Slowly become a presence in your community. Start with the public library. You can build a collaborative/cooperative program with them. See if they will allow you to showcase student learning happening in your library. Display student-produced work. You can return the support by posting information about the public library in your school showing the students how this additional resource can help them.
Next, consider the many groups in your town. Is there a Historical Society? A garden club? Perhaps they would like to do a display in your library – and you can augment it with material from your collection. Get your local news outlet – newspaper or cable – to cover it.
Are there local businesses who might be able to contribute to your Makerspaces? Either supplies or leading a session or both? If you are in a high school, could they do a special program talking about what they want from interns or employees? Consider holding the event in the evening so that parents can come as well.
Just don’t tackle everything at once. That will overwhelm you which leads to giving up, and you don’t want that. Have a goal then consider slow steps to achieve it. To help you be more successful in your community outreach, ALA has to the School Library Health and Wellness Toolkit. After an excellent explanation of advocacy and how it must be approached, it provides a systematic 5-step way to build support, including helpful resources.
In Step 1, you are directed to identify your stakeholders. The list starts with students and continues with parents, teachers, and administrators, ending with community members and legislators. For each stakeholder, the toolkit offers “sample issues, concerns, priorities, and needs.”

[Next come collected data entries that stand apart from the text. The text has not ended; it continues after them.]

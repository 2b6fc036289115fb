use agbridge_runtime::{
    ChatBackend, ChatConfig, ChatOptions, ChatSession, ClaudeChatBackend, Error, HistorySource,
    Invocation, OpenCodeChatBackend, ProcessControl, ProcessSpawner, SpawnedProcess, TurnPhase,
};
use agbridge_types::{AgentType, ChatEvent, ChatEventKind, ClientMessage, SessionMessage};
use async_trait::async_trait;
use std::collections::VecDeque;
use std::io;
use std::sync::atomic::{AtomicBool, Ordering};
use std::sync::{Arc, Mutex};
use std::time::Duration;
use tokio::io::AsyncWriteExt;
use tokio::sync::mpsc::UnboundedReceiver;
use tokio_util::sync::CancellationToken;

#[derive(Default, Clone)]
struct Script {
    chunks: Vec<&'static str>,
    stderr: &'static str,
    exit_code: i32,
    /// Keep stdout open until killed.
    hang: bool,
}

#[derive(Default)]
struct ScriptedSpawner {
    scripts: Mutex<VecDeque<Script>>,
    invocations: Mutex<Vec<Invocation>>,
    killed: Arc<AtomicBool>,
}

impl ScriptedSpawner {
    fn new(scripts: Vec<Script>) -> Arc<Self> {
        Arc::new(Self {
            scripts: Mutex::new(scripts.into()),
            ..Self::default()
        })
    }

    fn killed(&self) -> bool {
        self.killed.load(Ordering::SeqCst)
    }

    fn argv(&self, turn: usize) -> Vec<String> {
        self.invocations.lock().unwrap()[turn].argv.clone()
    }
}

struct ScriptedControl {
    exit_code: i32,
    hang: bool,
    kill: CancellationToken,
    killed: Arc<AtomicBool>,
}

#[async_trait]
impl ProcessControl for ScriptedControl {
    async fn wait(&mut self) -> io::Result<i32> {
        if self.hang {
            self.kill.cancelled().await;
            return Ok(-1);
        }
        Ok(self.exit_code)
    }

    async fn kill(&mut self) -> io::Result<()> {
        self.killed.store(true, Ordering::SeqCst);
        self.kill.cancel();
        Ok(())
    }
}

#[async_trait]
impl ProcessSpawner for ScriptedSpawner {
    async fn spawn(&self, invocation: &Invocation) -> io::Result<SpawnedProcess> {
        self.invocations.lock().unwrap().push(invocation.clone());
        let script = self
            .scripts
            .lock()
            .unwrap()
            .pop_front()
            .ok_or_else(|| io::Error::new(io::ErrorKind::NotFound, "no script left"))?;

        let (mut stdout_w, stdout_r) = tokio::io::duplex(64 * 1024);
        let (mut stderr_w, stderr_r) = tokio::io::duplex(64 * 1024);
        let kill = CancellationToken::new();

        let writer_kill = kill.clone();
        let writer_script = script.clone();
        tokio::spawn(async move {
            for chunk in writer_script.chunks {
                let _ = stdout_w.write_all(chunk.as_bytes()).await;
                tokio::task::yield_now().await;
            }
            let _ = stderr_w.write_all(writer_script.stderr.as_bytes()).await;
            drop(stderr_w);
            if writer_script.hang {
                writer_kill.cancelled().await;
            }
            drop(stdout_w);
        });

        Ok(SpawnedProcess {
            stdout: Box::new(stdout_r),
            stderr: Box::new(stderr_r),
            control: Box::new(ScriptedControl {
                exit_code: script.exit_code,
                hang: script.hang,
                kill,
                killed: self.killed.clone(),
            }),
        })
    }
}
use async_trait::async_trait;
use std::io;
use std::path::PathBuf;
use std::process::Stdio;
use tokio::io::AsyncRead;
use tokio::process::{Child, Command};

/// What to run for one backend turn.
#[derive(Debug, Clone, Default, PartialEq, Eq)]
pub struct Invocation {
    pub argv: Vec<String>,
    pub cwd: Option<PathBuf>,
    pub env: Vec<(String, String)>,
}

impl Invocation {
    pub fn program(&self) -> &str {
        self.argv.first().map(String::as_str).unwrap_or_default()
    }
}

pub type ByteStream = Box<dyn AsyncRead + Send + Unpin>;

/// A running backend: its output streams plus a handle to reap or kill it.
pub struct SpawnedProcess {
    pub stdout: ByteStream,
    pub stderr: ByteStream,
    pub control: Box<dyn ProcessControl>,
}

#[async_trait]
pub trait ProcessControl: Send {
    /// Exit code; signal deaths report -1. Must be safe to call again after
    /// being cancelled.
    async fn wait(&mut self) -> io::Result<i32>;

    async fn kill(&mut self) -> io::Result<()>;
}

#[async_trait]
pub trait ProcessSpawner: Send + Sync {
    async fn spawn(&self, invocation: &Invocation) -> io::Result<SpawnedProcess>;
}

/// Spawns on the local host with piped output.
#[derive(Debug, Default, Clone, Copy)]
pub struct TokioSpawner;

struct ChildControl {
    child: Child,
}

#[async_trait]
impl ProcessControl for ChildControl {
    async fn wait(&mut self) -> io::Result<i32> {
        let status = self.child.wait().await?;
        Ok(status.code().unwrap_or(-1))
    }

    async fn kill(&mut self) -> io::Result<()> {
        if self.child.id().is_none() {
            // already reaped
            return Ok(());
        }
        self.child.kill().await
    }
}

fn missing_pipe(name: &str) -> io::Error {
    io::Error::other(format!("child {} was not piped", name))
}

#[async_trait]
impl ProcessSpawner for TokioSpawner {
    async fn spawn(&self, invocation: &Invocation) -> io::Result<SpawnedProcess> {
        let Some((program, args)) = invocation.argv.split_first() else {
            return Err(io::Error::new(io::ErrorKind::InvalidInput, "empty command line"));
        };

        let mut cmd = Command::new(program);
        cmd.args(args)
            .stdin(Stdio::null())
            .stdout(Stdio::piped())
            .stderr(Stdio::piped())
            .kill_on_drop(true);
        if let Some(cwd) = &invocation.cwd {
            cmd.current_dir(cwd);
        }
        for (key, value) in &invocation.env {
            cmd.env(key, value);
        }

        let mut child = cmd.spawn()?;
        let stdout = child.stdout.take().ok_or_else(|| missing_pipe("stdout"))?;
        let stderr = child.stderr.take().ok_or_else(|| missing_pipe("stderr"))?;
        tracing::debug!(program, pid = ?child.id(), "spawned backend");

        Ok(SpawnedProcess {
            stdout: Box::new(stdout),
            stderr: Box::new(stderr),
            control: Box::new(ChildControl { child }),
        })
    }
}

/// Runs the invocation inside a container: `docker exec -i [-u] [-w] [-e] name argv...`.
#[derive(Debug, Clone)]
pub struct ContainerSpawner {
    docker: String,
    container: String,
    user: Option<String>,
}

impl ContainerSpawner {
    pub fn new(container: impl Into<String>, user: Option<String>) -> Self {
        Self {
            docker: "docker".to_string(),
            container: container.into(),
            user,
        }
    }

    pub fn with_docker_binary(mut self, binary: impl Into<String>) -> Self {
        self.docker = binary.into();
        self
    }

    pub fn wrap(&self, invocation: &Invocation) -> Invocation {
        let mut argv = vec![self.docker.clone(), "exec".to_string(), "-i".to_string()];
        if let Some(user) = &self.user {
            argv.push("-u".to_string());
            argv.push(user.clone());
        }
        if let Some(cwd) = &invocation.cwd {
            argv.push("-w".to_string());
            argv.push(cwd.to_string_lossy().into_owned());
        }
        for (key, value) in &invocation.env {
            argv.push("-e".to_string());
            argv.push(format!("{}={}", key, value));
        }
        argv.push(self.container.clone());
        argv.extend(invocation.argv.iter().cloned());

        Invocation {
            argv,
            cwd: None,
            env: Vec::new(),
        }
    }
}

#[async_trait]
impl ProcessSpawner for ContainerSpawner {
    async fn spawn(&self, invocation: &Invocation) -> io::Result<SpawnedProcess> {
        TokioSpawner.spawn(&self.wrap(invocation)).await
    }
}
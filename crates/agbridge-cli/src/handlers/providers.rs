use crate::args::OutputFormat;
use crate::handlers::print_json;
use agbridge_providers::get_provider_metadata;
use agbridge_runtime::Config;
use anyhow::Result;
use serde::Serialize;
use std::path::Path;

#[derive(Serialize)]
#[serde(rename_all = "camelCase")]
struct ProviderRow {
    agent_type: String,
    description: &'static str,
    storage_root: String,
    present: bool,
}

fn rows(config: &Config) -> Vec<ProviderRow> {
    config
        .enabled_providers()
        .into_iter()
        .map(|(agent, root)| ProviderRow {
            agent_type: agent.to_string(),
            description: get_provider_metadata(agent).description,
            present: root.exists(),
            storage_root: root.display().to_string(),
        })
        .collect()
}

fn print_rows(rows: &[ProviderRow]) {
    if rows.is_empty() {
        println!("No providers enabled.");
        return;
    }
    for row in rows {
        let marker = if row.present { "" } else { "  (missing)" };
        println!(
            "{:<15} {}{}\n{:<15} {}",
            row.agent_type, row.storage_root, marker, "", row.description
        );
    }
}

pub fn list(config: &Config, format: OutputFormat) -> Result<()> {
    let rows = rows(config);
    match format {
        OutputFormat::Json => print_json(&rows),
        OutputFormat::Plain => {
            print_rows(&rows);
            Ok(())
        }
    }
}

/// Replace the `[providers]` section with what exists on this host, keeping
/// the rest of the config.
pub fn detect(config_path: &Path, format: OutputFormat) -> Result<()> {
    let mut config = Config::load_from(config_path)?;
    config.providers = Config::detect().providers;
    config.save_to(config_path)?;
    tracing::info!(path = %config_path.display(), "wrote config");

    let rows = rows(&config);
    match format {
        OutputFormat::Json => print_json(&rows),
        OutputFormat::Plain => {
            if config.providers.is_empty() {
                println!("No backend storage found; every family stays enabled at its default root.");
            } else {
                print_rows(&rows);
            }
            println!("Config written to {}", config_path.display());
            Ok(())
        }
    }
}
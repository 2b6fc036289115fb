pub mod path;

pub use path::*;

Step 2 has you think about ways to solve stakeholder problems and concerns through library programming. It reminds you when considering stakeholder priorities that your efforts need to be about their priorities, not the “library needs and wants.” Everyone wants to know what’s in it for them.
Step 3 briefly points to the need to market to your stakeholders and “educate” them about the library program. Once again you need to consider to whom you are sending the message and what is the best way to deliver it.
Step 4 focuses on evaluation and evidence. You need to measure how successful you are being so you can make adjustments. And you need evidence to show what libraries do. Focus “on data that shows contributions to educational goals. In particular, have data showing contributions to student achievement and the development of 21st Century work and learning skills”
The final step is sharing your findings. Don’t wait to be asked. “Sharing positive data and evidence before a situation is critical is key to preventing cuts. Make positive messages and proof of student learning part of the culture of the library program.”
A list of “Quick Tips” follows along with links to a number of resources including a Sample Library PowerPoint Presentation “Powerful Library School Program.” And don’t forget the ALA initiative Libraries Transform. Scroll down to the colored boxes with their powerful slogans. Clicking on each gives you more information to back up the statement.
Like Leadership, Community Outreach is not an option. It must be included in your strategic advocacy planning. Again – start small, use the online resources as your PLN (including our Facebook page) and don’t stop.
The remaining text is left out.